Orders are placed at the counter deli-style, but be on your toes; the cooks are quick and most customers already know what they came for. True, the falafel's legendary, but for this guy hummus is the real litmus test and Sultan's doesn't disappoint. Its perfect balance of bitter and tang makes the shawerma, coating and complementing the savory chunks of char-grilled chicken. The tender tilapia is top-notch, dressed with fresh tabboule and laid on a bed of addictive curry rice. If green's your thing, the salad bar offers unusual options like fried plantains, roasted brussel sprouts and, yes, even pickled turnips.

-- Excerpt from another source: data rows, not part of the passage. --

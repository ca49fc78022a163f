//! Unified error types for the honeypot.
//!
//! Store error codes:
//! - STORE_001: Failed to read the visitor store
//! - STORE_002: Failed to write the visitor store
//! - STORE_003: Visitor store contents could not be decoded

use std::path::{Path, PathBuf};

use thiserror::Error;

/// Result type alias using our Error type.
pub type Result<T> = std::result::Result<T, Error>;

/// Visitor store error codes.
#[derive(Debug, Clone, Copy, PartialEq, Eq)]
pub enum StoreErrorCode {
    /// STORE_001: Failed to read the visitor store
    ReadFailed,
    /// STORE_002: Failed to write the visitor store
    WriteFailed,
    /// STORE_003: Visitor store contents could not be decoded
    Corrupt,
}

impl StoreErrorCode {
    /// Get the error code string.
    pub fn code(&self) -> &'static str {
        match self {
            Self::ReadFailed => "STORE_001",
            Self::WriteFailed => "STORE_002",
            Self::Corrupt => "STORE_003",
        }
    }
}

/// Unified error type for the honeypot.
#[derive(Debug, Error)]
pub enum Error {
    /// File system error on the visitor store.
    #[error("[{code}] {path}: {source}")]
    Store {
        code: &'static str,
        path: PathBuf,
        #[source]
        source: std::io::Error,
    },

    /// Persisted data could not be decoded.
    #[error("[{code}] {path}: {source}")]
    Decode {
        code: &'static str,
        path: PathBuf,
        #[source]
        source: serde_json::Error,
    },

    #[error("serialization error: {0}")]
    Serialization(#[from] serde_json::Error),

}

impl Error {
    /// Create a store read error.
    pub fn read(path: impl AsRef<Path>, source: std::io::Error) -> Self {
        Self::Store {
            code: StoreErrorCode::ReadFailed.code(),
            path: path.as_ref().to_path_buf(),
            source,
        }
    }

    /// Create a store write error.
    pub fn write(path: impl AsRef<Path>, source: std::io::Error) -> Self {
        Self::Store {
            code: StoreErrorCode::WriteFailed.code(),
            path: path.as_ref().to_path_buf(),
            source,
        }
    }

    /// Create a decode error for malformed store contents.
    pub fn decode(path: impl AsRef<Path>, source: serde_json::Error) -> Self {
        Self::Decode {
            code: StoreErrorCode::Corrupt.code(),
            path: path.as_ref().to_path_buf(),
            source,
        }
    }

    /// Get the error code if this is a coded error.
    pub fn error_code(&self) -> Option<&'static str> {
        match self {
            Self::Store { code, .. } => Some(code),
            Self::Decode { code, .. } => Some(code),
            _ => None,
        }
    }
}
//! Configuration management subsystem.
//!
//! # Data Flow
//! ```text
//! optional config file (TOML)
//!     → loader.rs (parse & deserialize)
//!     → loader.rs (environment overrides: UPSTREAM_BASE_URL, PORT, ...)
//!     → validation.rs (semantic checks)
//!     → GatewayConfig (validated, immutable)
//!     → passed into each component constructor at startup
//! ```
//!
//! # Design Decisions
//! - Config is immutable once loaded; there is no process-wide global
//! - All fields have defaults except the upstream base URL
//! - Validation separates syntactic (serde) from semantic checks

pub mod loader;
pub mod schema;
pub mod validation;

pub use loader::{load_config, ConfigError};
pub use schema::GatewayConfig;
pub use schema::{
    HttpConfig, ListenerConfig, LogFormat, ObservabilityConfig, RemoteConfig, UpstreamConfig,
};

The price-to-portion ratio at Sultan's is staggering. Just try to spend more than ten bucks. The most expensive item, kefta kabob, will cost you $7, while starters, soups and sandwiches run a measly $2-$5. Owners Shadi and May Ramli haven't killed the corner store completely. They still shelve staples like falafel mix, tahini, Basmati rice and Turkish olive oil. The authentic hookahs on the tables are for sale, not smoking, and for $75 you're free to take your sheesha home. Don't forget to BYOB.